Global Belching (The Hidden Pulitzer Prize Winning Kristof)
First off, hats off to Nicholas Kristof for winning a Pulitzer Prize today (see more about it at Editor and Publisher), which he garnered largely for his intense focus on the plight of Sudan. Tuesday's column, however, sees Kristof go off-message a bit--how methane plays into global warming, or "what scientists have dubbed the 'methane burp.'" (The Big Burp Theory of the Apocalypse is fully available to Times Select subscribers). Which plays nicely with yesterday's Paul Krugman column, Enemy of the Planet, on ExxonMobil's end run around global warming.
Since President Bush is complacent about conventional risks from climate change, such as the prospect that those of us in Manhattan will end up knee-deep in the Atlantic, let's try fear-mongering.
Methane is a greenhouse gas that is 20 times more powerful than carbon dioxide. And thousands of gigatons of methane, equivalent to the total amount of coal in the world, lie deep within the oceans in the form of ice-like solids called methane hydrates.
The big question is whether global warming — temperatures have risen about one degree Fahrenheit over the last 30 years — will thaw some of these methane hydrates. If so, the methane might be released as a gargantuan oceanic burp.

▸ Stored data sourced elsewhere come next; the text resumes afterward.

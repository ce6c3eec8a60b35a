use controller::sample;
use controller::validate::{self, FormInput};
use controller::view::ScoreView;
use yew::prelude::*;

use crate::api_client::predict::predict;

use super::form::{InputMode, PredictForm};
use super::results::ResultsCard;

/// The prediction page: owns the form state, the submit lifecycle and the
/// scored outcome.
#[function_component(PredictPage)]
pub fn predict_page() -> Html {
    let mode = use_state(|| InputMode::Manual);
    let amount = use_state(String::new);
    let json_text = use_state(String::new);
    let is_submitting = use_state(|| false);
    let error_message = use_state(|| None::<String>);
    let outcome = use_state(|| None::<ScoreView>);

    // Switching panes only clears the error, field contents survive.
    let on_mode = {
        let mode = mode.clone();
        let error_message = error_message.clone();
        Callback::from(move |next: InputMode| {
            mode.set(next);
            error_message.set(None);
        })
    };

    let on_amount = {
        let amount = amount.clone();
        Callback::from(move |value: String| amount.set(value))
    };
    let on_json = {
        let json_text = json_text.clone();
        Callback::from(move |value: String| json_text.set(value))
    };

    let on_fill_sample = {
        let amount = amount.clone();
        let error_message = error_message.clone();
        Callback::from(move |_| {
            let random_amount = sample::sample_amount(js_sys::Math::random());
            amount.set(format!("{:.2}", random_amount));
            error_message.set(None);
        })
    };

    let on_clear = {
        let amount = amount.clone();
        let json_text = json_text.clone();
        let error_message = error_message.clone();
        let outcome = outcome.clone();
        Callback::from(move |_| {
            amount.set(String::new());
            json_text.set(String::new());
            error_message.set(None);
            outcome.set(None);
        })
    };

    let on_submit = {
        let amount = amount.clone();
        let json_text = json_text.clone();
        let is_submitting = is_submitting.clone();
        let error_message = error_message.clone();
        let outcome = outcome.clone();

        Callback::from(move |_| {
            if *is_submitting {
                return;
            }
            error_message.set(None);

            let input = FormInput {
                amount: (*amount).clone(),
                json_text: (*json_text).clone(),
            };
            let payload = match validate::validate(&input) {
                Ok(payload) => payload,
                Err(error) => {
                    log::warn!("Validation failed: {}", error);
                    error_message.set(Some(error.to_string()));
                    return;
                }
            };

            let is_submitting = is_submitting.clone();
            let error_message = error_message.clone();
            let outcome = outcome.clone();

            is_submitting.set(true);

            wasm_bindgen_futures::spawn_local(async move {
                log::info!("Submitting prediction request");
                match predict(&payload).await {
                    Ok(reply) => {
                        log::info!(
                            "Prediction received: fraud probability {:.3}",
                            reply.fraud_probability
                        );
                        outcome.set(Some(ScoreView::from_response(&reply)));
                        is_submitting.set(false);
                    }
                    Err(error) => {
                        log::error!("Prediction request failed: {}", error);
                        error_message.set(Some(error.to_string()));
                        is_submitting.set(false);
                    }
                }
            });
        })
    };

    html! {
        <div class="min-h-screen bg-base-200">
            <div class="navbar bg-base-100 shadow-md">
                <div class="container mx-auto">
                    <span class="text-xl font-bold">{"Fraud Detection"}</span>
                    <span class="ml-2 opacity-60">{"credit card transaction scoring"}</span>
                </div>
            </div>
            <div class="container mx-auto p-4">
                <div class="grid grid-cols-1 lg:grid-cols-2 gap-4">
                    <PredictForm
                        mode={*mode}
                        amount={(*amount).clone()}
                        json_text={(*json_text).clone()}
                        submitting={*is_submitting}
                        error={(*error_message).clone()}
                        on_mode={on_mode}
                        on_amount={on_amount}
                        on_json={on_json}
                        on_submit={on_submit}
                        on_fill_sample={on_fill_sample}
                        on_clear={on_clear}
                    />
                    <ResultsCard outcome={(*outcome).clone()} />
                </div>
            </div>
        </div>
    }
}
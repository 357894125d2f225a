//! Database schema definitions
//!
//! This module contains all SQL schema definitions for the engine database.

/// SQL schema for the database
pub const SCHEMA_SQL: &str = r#"
-- Saved crawl jobs and the state of their current/last run
CREATE TABLE IF NOT EXISTS jobs (
    id INTEGER PRIMARY KEY AUTOINCREMENT,
    name TEXT NOT NULL,
    config TEXT NOT NULL,
    schedule TEXT,
    status TEXT NOT NULL,
    pages_discovered INTEGER NOT NULL DEFAULT 0,
    pages_crawled INTEGER NOT NULL DEFAULT 0,
    pages_successful INTEGER NOT NULL DEFAULT 0,
    pages_failed INTEGER NOT NULL DEFAULT 0,
    pages_skipped INTEGER NOT NULL DEFAULT 0,
    total_words INTEGER NOT NULL DEFAULT 0,
    total_links INTEGER NOT NULL DEFAULT 0,
    error_count INTEGER NOT NULL DEFAULT 0,
    started_at TEXT,
    completed_at TEXT,
    created_at TEXT NOT NULL
);

CREATE INDEX IF NOT EXISTS idx_jobs_status ON jobs(status);

-- Extracted pages, one row per URL per run
CREATE TABLE IF NOT EXISTS pages (
    id INTEGER PRIMARY KEY AUTOINCREMENT,
    job_id INTEGER NOT NULL REFERENCES jobs(id),
    run_number INTEGER NOT NULL,
    url TEXT NOT NULL,
    depth INTEGER NOT NULL,
    title TEXT NOT NULL,
    description TEXT,
    markdown TEXT NOT NULL,
    word_count INTEGER NOT NULL,
    reading_time_minutes INTEGER NOT NULL,
    links TEXT NOT NULL,
    images TEXT NOT NULL,
    code_blocks TEXT NOT NULL,
    http_status INTEGER NOT NULL,
    content_type TEXT NOT NULL,
    fetched_at TEXT NOT NULL,
    change_kind TEXT NOT NULL,
    UNIQUE(job_id, run_number, url)
);

CREATE INDEX IF NOT EXISTS idx_pages_run ON pages(job_id, run_number);

-- Append-only statistics per run
CREATE TABLE IF NOT EXISTS run_history (
    id INTEGER PRIMARY KEY AUTOINCREMENT,
    job_id INTEGER NOT NULL REFERENCES jobs(id),
    run_number INTEGER NOT NULL,
    status TEXT NOT NULL,
    pages_successful INTEGER NOT NULL,
    pages_failed INTEGER NOT NULL,
    pages_skipped INTEGER NOT NULL,
    pages_new INTEGER NOT NULL,
    pages_changed INTEGER NOT NULL,
    pages_unchanged INTEGER NOT NULL,
    pages_removed INTEGER NOT NULL,
    total_words INTEGER NOT NULL,
    started_at TEXT NOT NULL,
    completed_at TEXT NOT NULL,
    duration_ms INTEGER NOT NULL,
    UNIQUE(job_id, run_number)
);

-- Content signatures of each job's last completed run
CREATE TABLE IF NOT EXISTS page_snapshots (
    job_id INTEGER NOT NULL REFERENCES jobs(id),
    url TEXT NOT NULL,
    content_hash TEXT NOT NULL,
    word_count INTEGER NOT NULL,
    PRIMARY KEY (job_id, url)
);
"#;

/// Initializes the database schema
///
/// # Arguments
///
/// * `conn` - The database connection
pub fn initialize_schema(conn: &rusqlite::Connection) -> Result<(), rusqlite::Error> {
    conn.execute_batch(SCHEMA_SQL)?;
    Ok(())
}

/// Gets the current schema version
pub fn get_schema_version() -> u32 {
    1
}

#[cfg(test)]
mod tests {
    use super::*;
    use rusqlite::Connection;

    #[test]
    fn test_schema_is_idempotent() {
        let conn = Connection::open_in_memory().unwrap();
        initialize_schema(&conn).unwrap();
        assert!(initialize_schema(&conn).is_ok());
    }

    #[test]
    fn test_tables_exist_after_init() {
        let conn = Connection::open_in_memory().unwrap();
        initialize_schema(&conn).unwrap();

        for table in ["jobs", "pages", "run_history", "page_snapshots"] {
            let count: i64 = conn
                .query_row(
                    "SELECT COUNT(*) FROM sqlite_master WHERE type='table' AND name=?1",
                    [table],
                    |row| row.get(0),
                )
                .unwrap();
            assert_eq!(count, 1, "Table {} should exist", table);
        }
    }

    #[test]
    fn test_schema_version() {
        assert_eq!(get_schema_version(), 1);
    }
}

Once in the atmosphere, that methane would accelerate the greenhouse effect and warm the earth and raise sea levels even more.

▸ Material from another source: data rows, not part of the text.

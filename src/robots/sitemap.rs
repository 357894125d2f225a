//! Sitemap discovery
//!
//! Sitemaps declared in robots.txt are read for seed URLs. A `<sitemapindex>`
//! is followed one level deep; nested indexes below that are ignored.

use regex::Regex;
use reqwest::Client;
use std::collections::{HashSet, VecDeque};
use std::sync::OnceLock;

/// Upper bound on sitemap documents fetched in one run
pub const MAX_SITEMAP_FETCHES: usize = 10;

/// A parsed sitemap document
#[derive(Debug, Clone, PartialEq, Eq)]
pub enum Sitemap {
    /// `<urlset>`: page URLs
    UrlSet(Vec<String>),
    /// `<sitemapindex>`: URLs of further sitemaps
    Index(Vec<String>),
}

impl Sitemap {
    pub fn locations(&self) -> &[String] {
        match self {
            Self::UrlSet(locs) | Self::Index(locs) => locs,
        }
    }
}

/// Parses a sitemap XML document
///
/// Only `<loc>` elements are read, matched by local name so that prefixed
/// documents (`<sm:loc>`) parse too. Anything that does not look like a
/// sitemap yields an empty url set.
pub fn parse_sitemap(xml: &str) -> Sitemap {
    let locs = extract_locs(xml);

    if is_index(xml) {
        Sitemap::Index(locs)
    } else {
        Sitemap::UrlSet(locs)
    }
}

fn is_index(xml: &str) -> bool {
    static INDEX: OnceLock<Option<Regex>> = OnceLock::new();
    INDEX
        .get_or_init(|| Regex::new(r"(?i)<(?:[\w.-]+:)?sitemapindex[\s>/]").ok())
        .as_ref()
        .is_some_and(|re| re.is_match(xml))
}

fn extract_locs(xml: &str) -> Vec<String> {
    static LOC: OnceLock<Option<Regex>> = OnceLock::new();
    let Some(re) = LOC
        .get_or_init(|| Regex::new(r"(?is)<(?:[\w.-]+:)?loc\s*>(.*?)</(?:[\w.-]+:)?loc\s*>").ok())
        .as_ref()
    else {
        return Vec::new();
    };

    re.captures_iter(xml)
        .filter_map(|caps| {
            let raw = caps.get(1)?.as_str().trim();
            let raw = raw
                .strip_prefix("<![CDATA[")
                .and_then(|r| r.strip_suffix("]]>"))
                .unwrap_or(raw)
                .trim();
            (!raw.is_empty()).then(|| unescape_xml(raw))
        })
        .collect()
}

fn unescape_xml(value: &str) -> String {
    value
        .replace("&lt;", "<")
        .replace("&gt;", ">")
        .replace("&quot;", "\"")
        .replace("&apos;", "'")
        .replace("&amp;", "&")
}

/// Fetches the given sitemaps and returns up to `limit` page URLs
///
/// Fetch failures are logged and skipped. At most [`MAX_SITEMAP_FETCHES`]
/// documents are requested.
pub async fn collect_sitemap_urls(client: &Client, sitemaps: &[String], limit: usize) -> Vec<String> {
    let mut pending: VecDeque<(String, bool)> =
        sitemaps.iter().map(|s| (s.clone(), true)).collect();
    let mut requested: HashSet<String> = HashSet::new();
    let mut urls = Vec::new();

    while let Some((location, top_level)) = pending.pop_front() {
        if urls.len() >= limit || requested.len() >= MAX_SITEMAP_FETCHES {
            break;
        }
        if !requested.insert(location.clone()) {
            continue;
        }

        let Some(body) = fetch_text(client, &location).await else {
            continue;
        };

        match parse_sitemap(&body) {
            Sitemap::Index(children) if top_level => {
                tracing::debug!("Sitemap index {} lists {} sitemaps", location, children.len());
                pending.extend(children.into_iter().map(|c| (c, false)));
            }
            Sitemap::Index(_) => {
                tracing::debug!("Ignoring nested sitemap index {}", location);
            }
            Sitemap::UrlSet(locs) => {
                let room = limit.saturating_sub(urls.len());
                urls.extend(locs.into_iter().take(room));
            }
        }
    }

    urls
}

async fn fetch_text(client: &Client, url: &str) -> Option<String> {
    let response = match client.get(url).send().await {
        Ok(response) => response,
        Err(e) => {
            tracing::warn!("Failed to fetch sitemap {}: {}", url, e);
            return None;
        }
    };

    if !response.status().is_success() {
        tracing::debug!("Sitemap {} returned {}", url, response.status());
        return None;
    }

    match response.text().await {
        Ok(text) => Some(text),
        Err(e) => {
            tracing::warn!("Failed to read sitemap {}: {}", url, e);
            None
        }
    }
}
use crate::config::DomainRestriction;

/// Checks if `candidate` is `base` or one of its subdomains
///
/// # Examples
///
/// ```
/// use crawl_engine::url::is_same_or_subdomain;
///
/// assert!(is_same_or_subdomain("example.com", "example.com"));
/// assert!(is_same_or_subdomain("example.com", "blog.example.com"));
/// assert!(is_same_or_subdomain("example.com", "api.v2.example.com"));
/// assert!(!is_same_or_subdomain("example.com", "myexample.com"));
/// ```
pub fn is_same_or_subdomain(base: &str, candidate: &str) -> bool {
    candidate == base
        || candidate
            .strip_suffix(base)
            .is_some_and(|prefix| prefix.ends_with('.') && prefix.len() > 1)
}

/// Applies a domain-restriction policy to a candidate host
///
/// Both hosts are expected to be lowercase already.
pub fn host_in_scope(restriction: DomainRestriction, start_host: &str, candidate: &str) -> bool {
    match restriction {
        DomainRestriction::Same => candidate == start_host,
        DomainRestriction::Subdomains => is_same_or_subdomain(start_host, candidate),
        DomainRestriction::Any => true,
    }
}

"The juiciest disaster-movie scenario would be a release of enough methane to significantly change the atmospheric concentration," suggests the excellent discussion of methane hydrates by scholars at www.realclimate.org.

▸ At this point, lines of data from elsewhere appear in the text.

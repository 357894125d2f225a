//! Job statistics for the command line
//!
//! This module loads a job together with its run history from the storage
//! layer and prints it in a fixed, human-readable layout.

use crate::job::{CrawlJob, CrawlRunHistory, JobId};
use crate::storage::{Storage, StorageError, StorageResult};

/// A job and its recorded runs
#[derive(Debug, Clone)]
pub struct JobStatistics {
    pub job: CrawlJob,

    /// Oldest run first
    pub history: Vec<CrawlRunHistory>,
}

impl JobStatistics {
    /// Success rate of the current (or last) run in percent
    pub fn success_rate(&self) -> f64 {
        let counters = &self.job.counters;
        if counters.pages_crawled == 0 {
            0.0
        } else {
            counters.pages_successful as f64 / counters.pages_crawled as f64 * 100.0
        }
    }
}

/// Loads a job's statistics from storage
///
/// # Arguments
///
/// * `storage` - The storage backend to query
/// * `job_id` - Job to report on
///
/// # Returns
///
/// * `Ok(JobStatistics)` - Successfully loaded statistics
/// * `Err(StorageError::JobNotFound)` - No such job
pub fn load_statistics<S: Storage + ?Sized>(storage: &S, job_id: JobId) -> StorageResult<JobStatistics> {
    let job = storage
        .get_job(job_id)?
        .ok_or(StorageError::JobNotFound(job_id))?;
    let history = storage.run_history(job_id)?;
    Ok(JobStatistics { job, history })
}

/// Prints statistics to stdout in a formatted manner
pub fn print_statistics(stats: &JobStatistics) {
    let job = &stats.job;
    let counters = &job.counters;

    println!("=== Job {}: {} ===\n", job.id, job.name);
    println!("Status: {}", job.status);
    println!("Start URL: {}", job.config.start_url);
    if let Some(started) = job.started_at {
        println!("Started: {}", started.to_rfc3339());
    }
    if let Some(completed) = job.completed_at {
        println!("Completed: {}", completed.to_rfc3339());
    }
    println!();

    println!("Current Run:");
    println!("  Discovered: {}", counters.pages_discovered);
    println!("  Crawled:    {}", counters.pages_crawled);
    println!("  Successful: {}", counters.pages_successful);
    println!("  Failed:     {}", counters.pages_failed);
    println!("  Skipped:    {}", counters.pages_skipped);
    println!("  Words:      {}", counters.total_words);
    println!("  Links:      {}", counters.total_links);
    println!("  Errors:     {}", counters.error_count);
    println!(
        "  Success Rate: {:.1}% ({} / {} pages)",
        stats.success_rate(),
        counters.pages_successful,
        counters.pages_crawled
    );
    println!();

    if stats.history.is_empty() {
        println!("No runs recorded.");
        return;
    }

    println!("Run History:");
    println!(
        "  {:>4}  {:<10} {:>6} {:>6} {:>6} {:>5} {:>7} {:>7} {:>9}",
        "Run", "Status", "OK", "Failed", "Skip", "New", "Changed", "Removed", "Duration"
    );
    for record in &stats.history {
        print_history_row(record);
    }
}

fn print_history_row(record: &CrawlRunHistory) {
    println!(
        "  {:>4}  {:<10} {:>6} {:>6} {:>6} {:>5} {:>7} {:>7} {:>8.1}s",
        record.run_number,
        record.status.to_string(),
        record.pages_successful,
        record.pages_failed,
        record.pages_skipped,
        record.pages_new,
        record.pages_changed,
        record.pages_removed,
        record.duration_ms as f64 / 1000.0
    );
}

/// Prints a one-line-per-job listing
pub fn print_job_list(jobs: &[CrawlJob]) {
    if jobs.is_empty() {
        println!("No jobs.");
        return;
    }
    println!("{:>4}  {:<10} {:<24} Start URL", "ID", "Status", "Name");
    for job in jobs {
        println!(
            "{:>4}  {:<10} {:<24} {}",
            job.id,
            job.status.to_string(),
            job.name,
            job.config.start_url
        );
    }
}

/// Prints the record of a finished run
pub fn print_run_summary(record: &CrawlRunHistory) {
    println!("=== Run {} of job {} ===", record.run_number, record.job_id);
    println!("Status:     {}", record.status);
    println!("Successful: {}", record.pages_successful);
    println!("Failed:     {}", record.pages_failed);
    println!("Skipped:    {}", record.pages_skipped);
    println!(
        "Changes:    {} new, {} changed, {} unchanged, {} removed",
        record.pages_new, record.pages_changed, record.pages_unchanged, record.pages_removed
    );
    println!("Words:      {}", record.total_words);
    println!("Duration:   {:.1}s", record.duration_ms as f64 / 1000.0);
}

One reason for concern about a methane hydrate apocalypse is that something like it may have happened several times in the past. For example, 251 million years ago, there was a catastrophe known as the Permian extinction that came close to wiping out life on earth.
Nobody is sure what caused the Permian extinction, but one theory is that it was methane burps.
And as long as I'm fear-mongering, there was also a better understood warming 55 million years ago, known as the Paleocene-Eocene Thermal Maximum, or PETM. That was a period when temperatures shot up by 10 degrees Fahrenheit in the tropics and by about 15 degrees in polar areas, and many scientists think it was caused by the melting of methane hydrates.
"The PETM event 55 million years ago is probably the most likely example of their impact, though there are smaller events dotted through the record," says Gavin Schmidt, a NASA expert on climate change. He emphasizes the uncertainties, but adds that since we are likely to enter a climate that hasn't been seen for a few million years, it's reasonable to worry about methane hydrates.
[...]
For all the uncertainty, there is an important point here: The history of climate shows that it does not evolve slowly and gracefully, it lurches. There are tipping points, and if we trigger certain chain reactions, then our leaders cannot claim a mulligan. They could set back our planet for, say, 10 million years.
The White House has used scientific uncertainty as an excuse for its paralysis. But our leaders are supposed to devise policies to protect us even from threats that are difficult to assess precisely — and climate change should be considered even more menacing than a nuclear-armed Iran.
[...]
The best reason for action on global warming remains the basic imperative to safeguard our planet in the face of uncertainty, and our leaders are failing wretchedly in that responsibility. If we need an apocalypse to concentrate our minds, then just imagine our descendants sitting on the top of Mount Ararat beside their ark, cursing us for triggering a methane burp.